Four cross-sectional studies evaluated the association between TIR and DR.12 19 20 22 One study used Medtronic CGM over 72 hours,12 while three studies used the FLP-CGM device to collect 14 days of data.19 20 22 One study used FLP-CGM data over the middle 8-day period, excluding the first 2 days and the last 4 days.20 The average prevalence of DR was 27.4% (range: 22.2%–30.1%). One study categorized participants into three groups based on glycemic profile (‘TIR profile’, ‘hypo profile’, and ‘hyper profile’) and showed higher odds of proliferative DR (‘hypo profile’: OR=2.84, 95% CI 1.65 to 4.88; ‘hyper profile’: OR=1.39, 95% CI 0.78 to 2.45) as well as non-proliferative DR (‘hypo profile’: OR=1.44, 95% CI 1.20 to 1.73; ‘hyper profile’: OR=1.33, 95% CI 1.11 to 1.58) compared with ‘TIR profile’.19 Two studies found a statistically significant association between a 10% increase in TIR and reduction in severity of DR,12 20 while no significant association between TIR and DR was found in the study by Kuroda et al.22 In both these studies, higher A1c was found to be associated with increased severity of DR (p<0.01),12 20 while the relationship between A1c and DR was not assessed in the other two studies.19 22

In summary, a 10% increase in TIR is associated with reduction in severity of DR and higher time spent in target range is associated with decrease in severity of DR. In addition, CGM-derived TIR was found to be similar to A1c in predicting DR among patients with T2DM.

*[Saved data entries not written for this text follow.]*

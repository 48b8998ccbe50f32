//! Operator HTTP surface

use axum::{
    extract::State,
    http::StatusCode,
    routing::{get, post, put},
    Json, Router,
};
use tower::ServiceBuilder;
use tower_http::{cors::CorsLayer, trace::TraceLayer};

use crate::models::{ErrorResponse, HealthResponse};
use crate::AppState;

pub mod data;
pub mod errors;
pub mod setup;
pub mod sync;

pub(crate) type ApiError = (StatusCode, Json<ErrorResponse>);

pub(crate) fn api_error(status: StatusCode, message: impl Into<String>) -> ApiError {
    (
        status,
        Json(ErrorResponse {
            error: message.into(),
        }),
    )
}

pub fn router(state: AppState) -> Router {
    Router::new()
        .route("/health", get(health))
        .route("/api/sync/processes", get(sync::list_processes))
        .route("/api/sync/processes/{id}/trigger", post(sync::trigger_process))
        .route("/api/sync/processes/{id}/enabled", put(sync::set_enabled))
        .route("/api/sync/processes/{id}/interval", put(sync::set_interval))
        .route("/api/sync/runs", get(sync::list_runs))
        .route("/api/errors", get(errors::list_errors))
        .route("/api/errors/stats", get(errors::error_stats))
        .route("/api/data/{category}", get(data::read_category))
        .route("/api/setup", get(setup::get_setup).post(setup::update_setup))
        .layer(
            ServiceBuilder::new()
                .layer(TraceLayer::new_for_http())
                .layer(CorsLayer::permissive()),
        )
        .with_state(state)
}

async fn health(State(state): State<AppState>) -> Json<HealthResponse> {
    let shutting_down = state.scheduler.is_shutting_down();
    Json(HealthResponse {
        status: if shutting_down { "stopping" } else { "ok" }.to_string(),
        setup_phase: state.data_access.phase(),
        running_runs: state.sync_state.running_count(),
        tenants: state.token_store.summaries(),
        shutting_down,
    })
}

Association between CGM-derived TIR and DN

The association between TIR and nephropathy was evaluated in four studies.17 19 20 22 In one study, CGM was done using Medtronic’s CGM device for 3 days (GOLD) and 6 days (iPro2), respectively,17 while in three studies FLP-CGM device was used to record data over 14 days.19 20 22 In three studies, urinary albumin to creatinine ratio (UACR) >30 was used to define DN,17 19 20 while in one study the authors used UACR and estimated glomerular filtration rate (eGFR) values to determine its association with TIR.22 Participants were categorized into normoalbuminuria (UACR <30 mg/g), microalbuminuria (UACR 30–300 mg/g), or macroalbuminuria (UACR >300 mg/g) in two studies.19 20 In one study, participants were grouped into with and without albuminuria.17 The prevalence of albuminuria in these four studies was 32.67% (range 27%–36.6%), with a higher prevalence of microalbuminuria compared with macroalbuminuria (22.6% vs 8.5%, respectively). In another study, participants were categorized into three groups based on glycemic profile (‘TIR profile’, ‘hypo profile’, and ‘hyper profile’).19 Compared with ‘TIR profile’, both ‘hyper’ and ‘hypo’ profiles had higher odds of macroalbuminuria (‘hypo profile’: OR=1.58, 95% CI 1.25 to 1.98; ‘hyper profile’: OR=1.37, 95% CI 1.10 to 1.71). Additionally, ‘hyper’ and ‘hypo’ profiles also had higher odds of diabetic kidney disease, compared with ‘TIR profile’ (‘hypo profile’: OR=1.65, 95% CI 1.18 to 2.31; ‘hyper profile’: OR=1.88, 95% CI 1.37 to 2.58).19 Two studies showed a statistically significant association between a 10% increase in TIR and reduction in severity of albuminuria.17 20 In multiple regression analysis, Kuroda et al22 found an association between TIR and UACR (β=−0.100, p=0.043) but not with eGFR (β=−0.011, p=0.824). Out of the four studies evaluating the relationship between TIR and DN, two studies found similar association between A1c and DN.17 20 One study found higher A1c among patients with albuminuria compared with patients without albuminuria (8.5% vs 8.0%, p<0.01),17 while in the second study the authors found a statistically significant association between severity of albuminuria and A1c (p<0.01).20 In the rest of the two studies, the association between A1c and DN was not evaluated.19 22

In summary, two studies showed decrease in severity of albuminuria with a 10% increase in TIR, one study showed increased time spent in target range to be associated with lower risk of macroalbuminuria and diabetic kidney disease, while in one study increased TIR was associated with a decrease in UACR but not with eGFR. In limited studies evaluating the relationship between CGM-derived TIR and DN, it was found to be similar to A1c in predicting DN among patients with T2DM.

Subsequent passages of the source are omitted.